Detection Methods for CVE-2025-54425
Indicators of Compromise
- Successful HTTP 200 responses to /umbraco/delivery/api/ endpoints from clients that did not present the configured Api-Key header.
- Access log entries showing identical delivery API URLs served to both key-bearing and non-key-bearing clients within the output cache window.
- Unexpected external clients requesting delivery API paths that mirror internal or partner integration paths.
Detection Strategies
- Inspect web server and reverse proxy logs for delivery API requests lacking the API key header that returned cached content responses.
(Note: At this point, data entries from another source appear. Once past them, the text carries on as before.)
//! Attribute buffer and the highlighting passes that fill it.
//!
//! One attribute per joined-buffer character plus a trailing slot for the
//! terminator. Passes run in a fixed order and later passes overwrite earlier
//! ones: keywords, syntax rules, selection, matching bracket, cursor.
//! A pass given `None` for its attribute skips painting but still advances.

use crate::bracket::matching_bracket;
use crate::compose::JoinedBuffer;
use crate::error::{Result, reserve};
use core_syntax::{Attr, KeywordTable, Pattern, SyntaxDefinition, SyntaxRule};
use tracing::trace;

#[derive(Debug, Clone, PartialEq, Eq)]
pub struct AttributeBuffer {
    attrs: Vec<Attr>,
}

impl AttributeBuffer {
    /// `len` slots all holding `base`.
    pub fn filled(len: usize, base: Attr) -> Result<Self> {
        let mut attrs = Vec::new();
        reserve(&mut attrs, len, "attribute buffer")?;
        attrs.resize(len, base);
        Ok(Self { attrs })
    }

    /// Sized for `buffer` including the terminator slot.
    pub fn for_buffer(buffer: &JoinedBuffer, base: Attr) -> Result<Self> {
        Self::filled(buffer.len() + 1, base)
    }

    pub fn len(&self) -> usize {
        self.attrs.len()
    }

    pub fn is_empty(&self) -> bool {
        self.attrs.is_empty()
    }

    pub fn get(&self, offset: usize) -> Option<Attr> {
        self.attrs.get(offset).copied()
    }

    pub fn as_slice(&self) -> &[Attr] {
        &self.attrs
    }

    /// Paint `[offset, offset + len)`, clamped to the buffer. Returns the
    /// offset just past the requested span.
    pub fn fill(&mut self, attr: Option<Attr>, offset: usize, len: usize) -> usize {
        let end = offset.saturating_add(len);
        if let Some(attr) = attr {
            let from = offset.min(self.attrs.len());
            let to = end.min(self.attrs.len());
            self.attrs[from..to].fill(attr);
        }
        end
    }
}

/// Whole-word pass. Scans from `from` (the first visible offset); words with
/// no resolved attribute are left untouched. Returns the number of words
/// examined.
pub fn paint_keywords(
    buffer: &JoinedBuffer,
    attrs: &mut AttributeBuffer,
    keywords: &KeywordTable,
    from: usize,
) -> usize {
    let regex = keywords.word_regex();
    let mut offset = from;
    let mut words = 0;
    while let Some(m) = buffer.find(regex, offset) {
        attrs.fill(keywords.resolve(buffer.slice(m)), m.offset, m.len);
        offset = m.resume_at();
        words += 1;
    }
    words
}

/// Apply every rule of `syntax` in order over the whole buffer, preread
/// rows included.
pub fn paint_syntax(buffer: &JoinedBuffer, attrs: &mut AttributeBuffer, syntax: &SyntaxDefinition) {
    for rule in syntax.rules() {
        paint_rule(buffer, attrs, rule);
    }
}

pub fn paint_rule(buffer: &JoinedBuffer, attrs: &mut AttributeBuffer, rule: &SyntaxRule) {
    match &rule.pattern {
        Pattern::Single(regex) => {
            let mut offset = 0;
            while let Some(m) = buffer.find(regex, offset) {
                attrs.fill(rule.attr, m.offset, m.len);
                offset = m.resume_at();
            }
        }
        Pattern::Block { start, end } => {
            let mut offset = 0;
            while let Some(open) = buffer.find(start, offset) {
                offset = attrs.fill(rule.attr, open.offset, open.len);
                match buffer.find(end, offset) {
                    Some(close) => {
                        let until = attrs.fill(rule.attr, offset, close.end() - offset);
                        offset = until.max(open.offset + 1);
                    }
                    None => {
                        attrs.fill(rule.attr, offset, buffer.len().saturating_sub(offset));
                        break;
                    }
                }
            }
        }
    }
}

/// Cursor-bracket pass. Paints the partner bracket, when one is found, and
/// returns its offset.
pub fn paint_matching_bracket(
    buffer: &JoinedBuffer,
    attrs: &mut AttributeBuffer,
    attr: Option<Attr>,
    cursor: usize,
    visible: usize,
) -> Option<usize> {
    let found = matching_bracket(buffer, cursor, visible)?;
    trace!(target: "render.paint", cursor, found, "matching_bracket");
    attrs.fill(attr, found, 1);
    Some(found)
}

#[cfg(test)]
mod tests {
    use super::*;
    use core_text::Buffer;
    use pretty_assertions::assert_eq;

    const N: Attr = Attr(0);
    const C: Attr = Attr(4);

    fn joined(text: &str) -> JoinedBuffer {
        let buffer = Buffer::from_str("t", text).unwrap();
        JoinedBuffer::compose(&buffer, 0, buffer.line_count()).unwrap()
    }

    fn attrs_for(buf: &JoinedBuffer) -> AttributeBuffer {
        AttributeBuffer::for_buffer(buf, N).unwrap()
    }

    fn codes(attrs: &AttributeBuffer) -> Vec<u16> {
        attrs.as_slice().iter().map(|a| a.0).collect()
    }

    #[test]
    fn fill_clamps_and_reports_end() {
        let mut attrs = AttributeBuffer::filled(4, N).unwrap();
        assert_eq!(attrs.fill(Some(C), 2, 10), 12);
        assert_eq!(codes(&attrs), vec![0, 0, 4, 4]);
        assert_eq!(attrs.fill(None, 0, 2), 2);
        assert_eq!(codes(&attrs), vec![0, 0, 4, 4]);
    }

    #[test]
    fn keyword_pass_paints_known_words_only() {
        let buf = joined("if(x)");
        let mut attrs = attrs_for(&buf);
        let mut table = KeywordTable::new();
        table.insert("if", Attr(6));
        assert_eq!(paint_keywords(&buf, &mut attrs, &table, 0), 2);
        assert_eq!(codes(&attrs), vec![6, 6, 0, 0, 0, 0]);
    }

    #[test]
    fn keyword_pass_falls_back_to_resolver() {
        let buf = joined("if(xy)");
        let mut attrs = attrs_for(&buf);
        let mut table = KeywordTable::new();
        table.insert("if", Attr(6));
        table.set_resolver(|w| (w == "xy").then_some(Attr(7)));
        assert_eq!(paint_keywords(&buf, &mut attrs, &table, 0), 2);
        assert_eq!(codes(&attrs), vec![6, 6, 0, 7, 7, 0, 0]);
    }

    #[test]
    fn keyword_pass_starts_at_visible_offset() {
        let buf = joined("if\nif");
        let mut attrs = attrs_for(&buf);
        let mut table = KeywordTable::new();
        table.insert("if", Attr(6));
        paint_keywords(&buf, &mut attrs, &table, 3);
        assert_eq!(codes(&attrs), vec![0, 0, 0, 6, 6, 0]);
    }

    #[test]
    fn block_rule_spans_rows() {
        let buf = joined("a /* b\nc */ d");
        let mut attrs = attrs_for(&buf);
        let rule = SyntaxRule {
            attr: Some(C),
            pattern: Pattern::block(r"/\*", r"\*/").unwrap(),
        };
        paint_rule(&buf, &mut attrs, &rule);
        assert_eq!(
            codes(&attrs),
            vec![0, 0, 4, 4, 4, 4, 4, 4, 4, 4, 4, 0, 0, 0]
        );
    }

    #[test]
    fn unterminated_block_runs_to_end_but_not_terminator() {
        let buf = joined("x /* y");
        let mut attrs = attrs_for(&buf);
        let rule = SyntaxRule {
            attr: Some(C),
            pattern: Pattern::block(r"/\*", r"\*/").unwrap(),
        };
        paint_rule(&buf, &mut attrs, &rule);
        assert_eq!(codes(&attrs), vec![0, 0, 4, 4, 4, 4, 0]);
    }

    #[test]
    fn later_rules_overwrite_earlier_ones() {
        let buf = joined(r#"s = "a // b";"#);
        let mut attrs = attrs_for(&buf);
        let mut def = SyntaxDefinition::new("c");
        def.push(Some(Attr(4)), Pattern::single(r"//[^\n]*").unwrap());
        def.push(Some(Attr(5)), Pattern::single(r#""[^"]*""#).unwrap());
        paint_syntax(&buf, &mut attrs, &def);
        let got = codes(&attrs);
        assert!(got[4..12].iter().all(|&c| c == 5));
        assert_eq!(got[12], 4);
        assert_eq!(got[3], 0);
    }

    #[test]
    fn unresolved_rule_paints_nothing() {
        let buf = joined("abc");
        let mut attrs = attrs_for(&buf);
        let rule = SyntaxRule {
            attr: None,
            pattern: Pattern::single("b").unwrap(),
        };
        paint_rule(&buf, &mut attrs, &rule);
        assert_eq!(codes(&attrs), vec![0, 0, 0, 0]);
    }

    #[test]
    fn empty_matches_do_not_stall() {
        let buf = joined("aaa");
        let mut attrs = attrs_for(&buf);
        let rule = SyntaxRule {
            attr: Some(C),
            pattern: Pattern::single("b*").unwrap(),
        };
        paint_rule(&buf, &mut attrs, &rule);
        assert_eq!(codes(&attrs), vec![0, 0, 0, 0]);
    }

    #[test]
    fn bracket_pass_paints_partner() {
        let buf = joined("a(b(c)d)e");
        let mut attrs = attrs_for(&buf);
        assert_eq!(paint_matching_bracket(&buf, &mut attrs, Some(Attr(3)), 1, 0), Some(7));
        assert_eq!(attrs.get(7), Some(Attr(3)));
        assert_eq!(attrs.get(1), Some(N));
    }
}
- Compare request headers against response status codes to identify authorization bypass patterns on protected delivery endpoints.
- Enable verbose logging on the delivery API pipeline and alert when HasPublicAccess() returns false but a response is served from cache.
Monitoring Recommendations
- Monitor Umbraco version strings across your estate to identify hosts still running vulnerable 13.x, 15.x, or 16.x builds.
- Track anomalies in delivery API response ratios between authenticated and unauthenticated clients over rolling time windows.
- Alert on repeated unauthenticated hits against delivery API URLs that were configured to require an API key.
How to Mitigate CVE-2025-54425
Immediate Actions Required
- Upgrade Umbraco CMS to 13.9.3, 15.4.4, or 16.1.1 depending on your major version branch.
- Rotate any delivery API keys that may have been exposed while the vulnerable configuration was in use.
- Audit output cache contents and clear the cache after upgrading to remove any responses generated before the patch.
Patch Information
Umbraco released fixes in versions 13.9.3, 15.4.4, and 16.1.1. Review the GitHub Security Advisory GHSA-75vq-qvhr-7ffr and the corresponding patch commit for full details.
Workarounds
- Disable delivery API output caching until the patched version is deployed, accepting the performance trade-off.
- Restrict access to the delivery API at the network or reverse proxy layer by allow-listing client IP addresses that hold valid API keys.
- Terminate API key validation at an upstream gateway that also enforces cache variance on the key header, preventing shared cache reuse.
# Example: disable delivery API output caching in appsettings.json
{
"Umbraco": {
"CMS": {
"DeliveryApi": {
"Enabled": true,
"PublicAccess": false,
"OutputCache": {
"Enabled": false
}
}
}
}
}
Disclaimer: This content was generated using AI. While we strive for accuracy, please verify critical information with official sources.